The real issue when it comes to exercise induced changes and scoliosis is in understanding what type of exercise is being performed and to what capacity it can create spinal adaptation. For instance, I can do one directional exercises at the gym or stretch only to the left and it won’t give me scoliosis. I can position myself in a scoliosis type posture consciously and it won’t give me a 30 degree curvature. These types of conscious exercises lack the ability to influence spinal control centers that cause an adaptive response. These exercises can alter global posture and can influence the overall scoliosis measurements by approximately 5 degrees in larger curvatures but really lack the neurological punch necessary to actually reduce a scoliosis by more than a degree or two.
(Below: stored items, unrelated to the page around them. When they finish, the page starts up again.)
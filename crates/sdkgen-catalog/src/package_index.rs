//! Debian-style `Packages.gz` index parsing.

use regex::Regex;
use sdkgen_http::HttpClient;
use sdkgen_runner::{CommandSpec, ProcessSpec, StdinSource, run_capturing_stdout};
use std::collections::HashMap;
use std::sync::LazyLock;

use crate::error::CatalogError;

/// One complete stanza: `Package:`, then `Filename:`, then
/// `Description-md5:`, in order, without crossing a blank line.
static PACKAGE_STANZA: LazyLock<Regex> = LazyLock::new(|| {
    Regex::new(
        r"Package: (.+)\n(?:[^\n]+\n)*?Filename: (.+)\n(?:[^\n]+\n)*?Description-md5: [0-9a-fA-F]+",
    )
    .expect("stanza pattern compiles")
});

/// URL of the `Packages.gz` index for one component of a release.
#[must_use]
pub fn packages_file_url(
    mirror: &str,
    release: &str,
    release_suffix: &str,
    component: &str,
    debian_arch: &str,
) -> String {
    format!("{mirror}/dists/{release}{release_suffix}/{component}/binary-{debian_arch}/Packages.gz")
}

/// Extract `package name -> repository-relative file path` pairs from a
/// decompressed index.
///
/// A stanza only counts when it carries `Package:`, `Filename:`, and a
/// `Description-md5:` field, in that order.
#[must_use]
pub fn parse_packages_index(text: &str) -> HashMap<String, String> {
    PACKAGE_STANZA
        .captures_iter(text)
        .map(|captures| (captures[1].to_string(), captures[2].to_string()))
        .collect()
}

/// Download, decompress, and parse the index, then resolve each required
/// package to an absolute URL.
///
/// Missing packages fail the whole call with the expected/actual counts.
pub async fn fetch_package_urls(
    http: &dyn HttpClient,
    mirror: &str,
    release: &str,
    release_suffix: &str,
    component: &str,
    debian_arch: &str,
    required_packages: &[&str],
) -> Result<Vec<(String, String)>, CatalogError> {
    let url = packages_file_url(mirror, release, release_suffix, component, debian_arch);
    tracing::debug!(url = %url, "fetching package index");
    let (status, body) = http.get(&url).await?;
    if status != 200 {
        return Err(CatalogError::Http(sdkgen_http::HttpError::DownloadFailed {
            url,
            status,
        }));
    }

    // The index is gzip-compressed; decompress through the platform gzip,
    // fed on stdin.
    let decompressed = run_capturing_stdout(
        ProcessSpec::new(CommandSpec::new("gzip").arg("-cd")).stdin(StdinSource::Bytes(body)),
    )
    .await
    .map_err(|_| CatalogError::PackageListDecompressionFailure)?;
    let text = String::from_utf8_lossy(&decompressed);

    let index = parse_packages_index(&text);
    let mut resolved = Vec::with_capacity(required_packages.len());
    for name in required_packages {
        if let Some(path) = index.get(*name) {
            resolved.push(((*name).to_string(), format!("{mirror}/{path}")));
        }
    }
    if resolved.len() != required_packages.len() {
        return Err(CatalogError::PackageListParsingFailure {
            expected: required_packages.len(),
            actual: resolved.len(),
        });
    }
    Ok(resolved)
}

#[cfg(test)]
mod tests {
    use super::*;

    const INDEX: &str = "\
Package: libc6
Architecture: amd64
Version: 2.35-0ubuntu3
Filename: pool/main/g/glibc/libc6_2.35-0ubuntu3_amd64.deb
Size: 3235300
Description: GNU C Library: Shared libraries
Description-md5: fc3001b0b90a1c8e6690b283a619d57f

Package: libc6-dev
Architecture: amd64
Version: 2.35-0ubuntu3
Filename: pool/main/g/glibc/libc6-dev_2.35-0ubuntu3_amd64.deb
Description: GNU C Library: Development Libraries
Description-md5: 1bbdc717d9acdbd2b7b6301a4d5a6f1a

Package: incomplete-stanza
Version: 1.0
Description: no filename here
Description-md5: aaaaaaaaaaaaaaaaaaaaaaaaaaaaaaaa
";

    #[test]
    fn url_construction() {
        assert_eq!(
            packages_file_url(
                "http://archive.ubuntu.com/ubuntu",
                "jammy",
                "",
                "main",
                "amd64"
            ),
            "http://archive.ubuntu.com/ubuntu/dists/jammy/main/binary-amd64/Packages.gz"
        );
        assert_eq!(
            packages_file_url(
                "http://archive.ubuntu.com/ubuntu",
                "jammy",
                "-updates",
                "main",
                "arm64"
            ),
            "http://archive.ubuntu.com/ubuntu/dists/jammy-updates/main/binary-arm64/Packages.gz"
        );
    }

    #[test]
    fn parses_complete_stanzas_only() {
        let index = parse_packages_index(INDEX);
        assert_eq!(
            index.get("libc6").map(String::as_str),
            Some("pool/main/g/glibc/libc6_2.35-0ubuntu3_amd64.deb")
        );
        assert_eq!(
            index.get("libc6-dev").map(String::as_str),
            Some("pool/main/g/glibc/libc6-dev_2.35-0ubuntu3_amd64.deb")
        );
        assert!(!index.contains_key("incomplete-stanza"));
    }

    #[tokio::test]
    async fn fetch_resolves_required_packages() {
        use flate2::Compression;
        use flate2::write::GzEncoder;
        use std::io::Write;
        use wiremock::matchers::{method, path};
        use wiremock::{Mock, MockServer, ResponseTemplate};

        let mut encoder = GzEncoder::new(Vec::new(), Compression::default());
        encoder.write_all(INDEX.as_bytes()).unwrap();
        let gz = encoder.finish().unwrap();

        let server = MockServer::start().await;
        Mock::given(method("GET"))
            .and(path("/ubuntu/dists/jammy/main/binary-amd64/Packages.gz"))
            .respond_with(ResponseTemplate::new(200).set_body_bytes(gz))
            .mount(&server)
            .await;

        let mirror = format!("{}/ubuntu", server.uri());
        let client = sdkgen_http::ReqwestHttpClient::new(false).unwrap();
        let urls = fetch_package_urls(
            &client,
            &mirror,
            "jammy",
            "",
            "main",
            "amd64",
            &["libc6", "libc6-dev"],
        )
        .await
        .unwrap();
        assert_eq!(urls.len(), 2);
        assert_eq!(
            urls[0].1,
            format!("{mirror}/pool/main/g/glibc/libc6_2.35-0ubuntu3_amd64.deb")
        );

        let err = fetch_package_urls(
            &client,
            &mirror,
            "jammy",
            "",
            "main",
            "amd64",
            &["libc6", "not-a-package"],
        )
        .await
        .unwrap_err();
        match err {
            CatalogError::PackageListParsingFailure { expected, actual } => {
                assert_eq!((expected, actual), (2, 1));
            }
            other => panic!("unexpected: {other:?}"),
        }
    }
}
The complexity of spinal adaptation limits my discussion based on the educational background of most readers, not everyone will understand neuroscience and muscle physiology to warrant a scientific discussion. When simplified the spine is made up of layers of muscle that are of different mass and fiber type. The larger the muscle the more leverage it has and can move the body easily when contracted, these muscle groups are largely Type II fibers which are good for voluntary movement and also can be controlled by thought. These muscles have little to do with scoliosis as they are not asymmetrical in composition or function when examined in scoliosis patients. The deeper we get in examining spinal muscle layers we find that muscles get very small and their fiber type switches to Type I which is resistant to fatigue and controls the stability and alignment of the spine in gravity. These intrinsic deep layers are involuntary and controlled for the most part innately through righting reflexes in our anti-gravity mechanism of our brain.
So exercises that activate the intrinsic muscle layers and influence how the brain is programming these muscles will have a significant ability to cause spinal adaptation and alter static alignment of our spine. If I were able to perform an exercise that caused by brain’s anti-gravity system to learn a new alignment pattern it will have a lasting effect as it is involuntary, like our heart beat. This form of scoliosis specific exercise is termed auto response training. The clinician provides a piece of equipment that uses forces which push and pull against your body and hips while you are performing balance exercises usually on an unstable surface. Your body fights to not fall off, and in the process the brain initiates those deep intrinsic muscles to engage at a high level as they are responsible for stabilizing you and creating an alignment pattern that causes balance. If in the process of redistributing weight, your scoliosis gets smaller, than you have now influenced the ability to reduce your curvature in a lasting manner.
So to quickly summarize, exercises which do not engage the anti-gravity system and cause spinal adaptation will be a waste of time, if your goal is to reduce and stabilize your scoliosis.